Diet Calculator

This diet calculator uses your gender, height, weight and age to estimate your Basal Metabolic Rate (BMR). Your BMR is the energy your body uses just to survive, breath, pump blood etc. 

This will then be multiplied by your daily activity level, to give you your Total Daily Energy Expenditure (TDEE). This is the number of calories you will generally use daily to stay at your current weight. We will then either subtract or add calories to help you reach your goals.

Whilst this is merely an estimation, it is an accurate one, and you will find it will come close to the numbers you’ll receive on a Body Composition Scan. Many factors can affect this, so monitor your weight loss or gain, and make small adjustments as necessary.  

How to Use This Information

This information will help you to track what you are eating, even if you only track your calories for a few weeks, you will get an idea of how much, and what items you should be eating.

I find the best app for counting your calories is MyFitnessPal (myfitnesspal.com), you can customise the calories and macro nutrients off this page into your app, the calories estimated here will probably be lower than the ones estimated on MyFitnessPal however, this is due to a lot of formulas over estimating your metabolism.

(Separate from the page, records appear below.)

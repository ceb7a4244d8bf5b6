pub mod api;
pub mod application;
pub mod cli;
pub mod config;
pub mod domain;
pub mod infrastructure;

use crate::application::import::ImportUseCase;
use crate::application::query::QueryUseCase;
use crate::application::search::SearchUseCase;
use crate::application::trade::TradeUseCase;
use crate::domain::entities::trade::{NewTrade, Trade};
use crate::domain::error::DomainError;
use crate::domain::ports::trade_repository::{TradeFilter, TradeRepository};
use crate::infrastructure::memory::trade_store::InMemoryTradeStore;
use std::path::Path;
use std::sync::Arc;

/// The trade book: one store plus the use cases that read and write it.
///
/// Construct one at startup and share it (it is `Send + Sync`); every clone of
/// the inner repository handle points at the same trades.
pub struct TradeBook {
    trade_uc: TradeUseCase,
    search_uc: SearchUseCase,
    query_uc: QueryUseCase,
    import_uc: ImportUseCase,
}

impl TradeBook {
    pub fn new() -> Self {
        Self::with_repository(Arc::new(InMemoryTradeStore::new()))
    }

    pub fn with_repository(repo: Arc<dyn TradeRepository>) -> Self {
        Self {
            trade_uc: TradeUseCase::new(repo.clone()),
            search_uc: SearchUseCase::new(repo.clone()),
            query_uc: QueryUseCase::new(repo.clone()),
            import_uc: ImportUseCase::new(repo),
        }
    }

    // Delegating methods
    pub fn create(&self, input: NewTrade) -> Result<Trade, DomainError> {
        self.trade_uc.create(input)
    }

    pub fn get(&self, id: &str) -> Result<Trade, DomainError> {
        self.trade_uc.get(id)
    }

    pub fn search(&self, text: &str) -> Vec<Trade> {
        self.search_uc.execute(text)
    }

    pub fn filter(&self, filter: &TradeFilter) -> Result<Vec<Trade>, DomainError> {
        self.query_uc.execute(filter)
    }

    pub fn list(&self) -> Vec<Trade> {
        self.trade_uc.list()
    }

    pub fn count(&self) -> usize {
        self.trade_uc.count()
    }

    pub fn import_file(&self, path: &Path) -> Result<usize, DomainError> {
        self.import_uc.from_file(path)
    }

    pub fn import_json(&self, raw: &str) -> Result<usize, DomainError> {
        self.import_uc.from_json(raw)
    }
}

impl Default for TradeBook {
    fn default() -> Self {
        Self::new()
    }
}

MyFitnessPal can link to fitness apps and record exercise but be very careful of the added “exercise” calories, as these will GREATLY overestimate your calories for the day. It’s not hard to double your allowed calories when linked to a fitness app, as the formula on this page takes your activity and exercise into account, it is best to either un-link your fitness apps or take them as a grain of salt. I will often divide the extra calories by 10, for example if I have an extra 2000 calories for the day, I might safely add 200 calories to diet depending on how hungry I feel.

As usual this page is a guide only, always check with your doctor before making any major dietary or lifestyle decisions, and be sure to check back in regularly to update your weight and goals.